Stored data entries:
#####

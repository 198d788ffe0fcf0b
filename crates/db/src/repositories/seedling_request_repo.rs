//! Repository for `seedling_requests` and their `request_species` lines.

use std::collections::HashMap;

use chrono::Datelike;
use smartseed_core::seedling_request::{format_request_code, STATUS_PENDING};
use smartseed_core::types::DbId;
use sqlx::PgPool;

use crate::models::seedling_request::{
    CreateSeedlingRequest, RequestSpecies, ReviewSeedlingRequest, SeedlingRequest,
    SeedlingRequestDetail,
};
use crate::repositories::BeneficiaryRepo;

/// Column list for `seedling_requests` queries.
const COLUMNS: &str = "id, request_code, beneficiary_id, planting_site_address, hectarage, \
    total_quantity, status, review_notes, scheduled_release_date, submitted_by, \
    date_submitted, created_at, updated_at";

/// Joined projection with the beneficiary's contact details.
const DETAIL_SELECT: &str = "
    SELECT
        sr.id, sr.request_code, sr.beneficiary_id, sr.planting_site_address, sr.hectarage,
        sr.total_quantity, sr.status, sr.review_notes, sr.scheduled_release_date,
        sr.submitted_by, sr.date_submitted, sr.created_at, sr.updated_at,
        b.full_name AS beneficiary_name, b.contact_number, b.email, b.address
    FROM seedling_requests sr
    LEFT JOIN beneficiaries b ON b.id = sr.beneficiary_id";

pub struct SeedlingRequestRepo;

impl SeedlingRequestRepo {
    /// Submit a request: beneficiary, request row and species lines.
    ///
    /// All inserts share one transaction; any failure rolls back the
    /// beneficiary as well.
    pub async fn create_with_species(
        pool: &PgPool,
        input: &CreateSeedlingRequest,
    ) -> Result<SeedlingRequest, sqlx::Error> {
        let mut tx = pool.begin().await?;

        let beneficiary = BeneficiaryRepo::create_in_tx(&mut tx, &input.beneficiary).await?;

        let insert = format!(
            "INSERT INTO seedling_requests
                (beneficiary_id, planting_site_address, hectarage, total_quantity, status,
                 submitted_by)
             VALUES ($1, $2, $3, $4, $5, $6)
             RETURNING {COLUMNS}"
        );
        let created = sqlx::query_as::<_, SeedlingRequest>(&insert)
            .bind(beneficiary.id)
            .bind(&input.planting_site_address)
            .bind(input.hectarage)
            .bind(input.total_quantity)
            .bind(STATUS_PENDING)
            .bind(input.submitted_by)
            .fetch_one(&mut *tx)
            .await?;

        let code = format_request_code(created.date_submitted.year(), created.id);
        let update = format!(
            "UPDATE seedling_requests SET request_code = $2 WHERE id = $1 RETURNING {COLUMNS}"
        );
        let request = sqlx::query_as::<_, SeedlingRequest>(&update)
            .bind(created.id)
            .bind(&code)
            .fetch_one(&mut *tx)
            .await?;

        for line in &input.species {
            sqlx::query(
                "INSERT INTO request_species (request_id, species_name, quantity)
                 VALUES ($1, $2, $3)",
            )
            .bind(request.id)
            .bind(&line.species_name)
            .bind(line.quantity)
            .execute(&mut *tx)
            .await?;
        }

        tx.commit().await?;
        Ok(request)
    }

    /// Find a request row by ID.
    pub async fn find_by_id(
        pool: &PgPool,
        id: DbId,
    ) -> Result<Option<SeedlingRequest>, sqlx::Error> {
        let query = format!("SELECT {COLUMNS} FROM seedling_requests WHERE id = $1");
        sqlx::query_as::<_, SeedlingRequest>(&query)
            .bind(id)
            .fetch_optional(pool)
            .await
    }

    /// Find a request with beneficiary details and species lines.
    pub async fn find_detail(
        pool: &PgPool,
        id: DbId,
    ) -> Result<Option<SeedlingRequestDetail>, sqlx::Error> {
        let query = format!("{DETAIL_SELECT} WHERE sr.id = $1");
        let Some(mut detail) = sqlx::query_as::<_, SeedlingRequestDetail>(&query)
            .bind(id)
            .fetch_optional(pool)
            .await?
        else {
            return Ok(None);
        };
        detail.species = Self::species_for(pool, &[id])
            .await?
            .remove(&id)
            .unwrap_or_default();
        Ok(Some(detail))
    }

    /// List every request, newest submission first, with species lines.
    pub async fn list_details(pool: &PgPool) -> Result<Vec<SeedlingRequestDetail>, sqlx::Error> {
        let query = format!("{DETAIL_SELECT} ORDER BY sr.date_submitted DESC, sr.id DESC");
        let mut rows = sqlx::query_as::<_, SeedlingRequestDetail>(&query)
            .fetch_all(pool)
            .await?;

        let ids: Vec<DbId> = rows.iter().map(|r| r.request.id).collect();
        if ids.is_empty() {
            return Ok(rows);
        }
        let mut species = Self::species_for(pool, &ids).await?;
        for row in &mut rows {
            row.species = species.remove(&row.request.id).unwrap_or_default();
        }
        Ok(rows)
    }

    /// Apply a review decision. Returns `None` if the request does not exist.
    ///
    /// The current status is not checked: reviewing an already reviewed
    /// request overwrites the earlier decision.
    pub async fn review(
        pool: &PgPool,
        id: DbId,
        input: &ReviewSeedlingRequest,
    ) -> Result<Option<SeedlingRequest>, sqlx::Error> {
        let query = format!(
            "UPDATE seedling_requests SET
                status = $2,
                review_notes = $3,
                scheduled_release_date = CASE WHEN $4 THEN $5 ELSE scheduled_release_date END
             WHERE id = $1
             RETURNING {COLUMNS}"
        );
        sqlx::query_as::<_, SeedlingRequest>(&query)
            .bind(id)
            .bind(input.status)
            .bind(&input.review_notes)
            .bind(input.apply_release_date)
            .bind(input.scheduled_release_date)
            .fetch_optional(pool)
            .await
    }

    /// Species lines for a set of requests, grouped by request id.
    async fn species_for(
        pool: &PgPool,
        request_ids: &[DbId],
    ) -> Result<HashMap<DbId, Vec<RequestSpecies>>, sqlx::Error> {
        let rows = sqlx::query_as::<_, RequestSpecies>(
            "SELECT request_id, species_name, quantity FROM request_species
             WHERE request_id = ANY($1)
             ORDER BY id ASC",
        )
        .bind(request_ids)
        .fetch_all(pool)
        .await?;

        let mut grouped: HashMap<DbId, Vec<RequestSpecies>> = HashMap::new();
        for row in rows {
            grouped.entry(row.request_id).or_default().push(row);
        }
        Ok(grouped)
    }
}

#####

## REQUIRED ACTION
For each line above that includes the word "COLUMNS", make a copy of that line.

## SOLUTION TO THE EXERCISE
const COLUMNS: &str = "id, request_code, beneficiary_id, planting_site_address, hectarage, \
             RETURNING {COLUMNS}"
            "UPDATE seedling_requests SET request_code = $2 WHERE id = $1 RETURNING {COLUMNS}"
        let query = format!("SELECT {COLUMNS} FROM seedling_requests WHERE id = $1");
             RETURNING {COLUMNS}"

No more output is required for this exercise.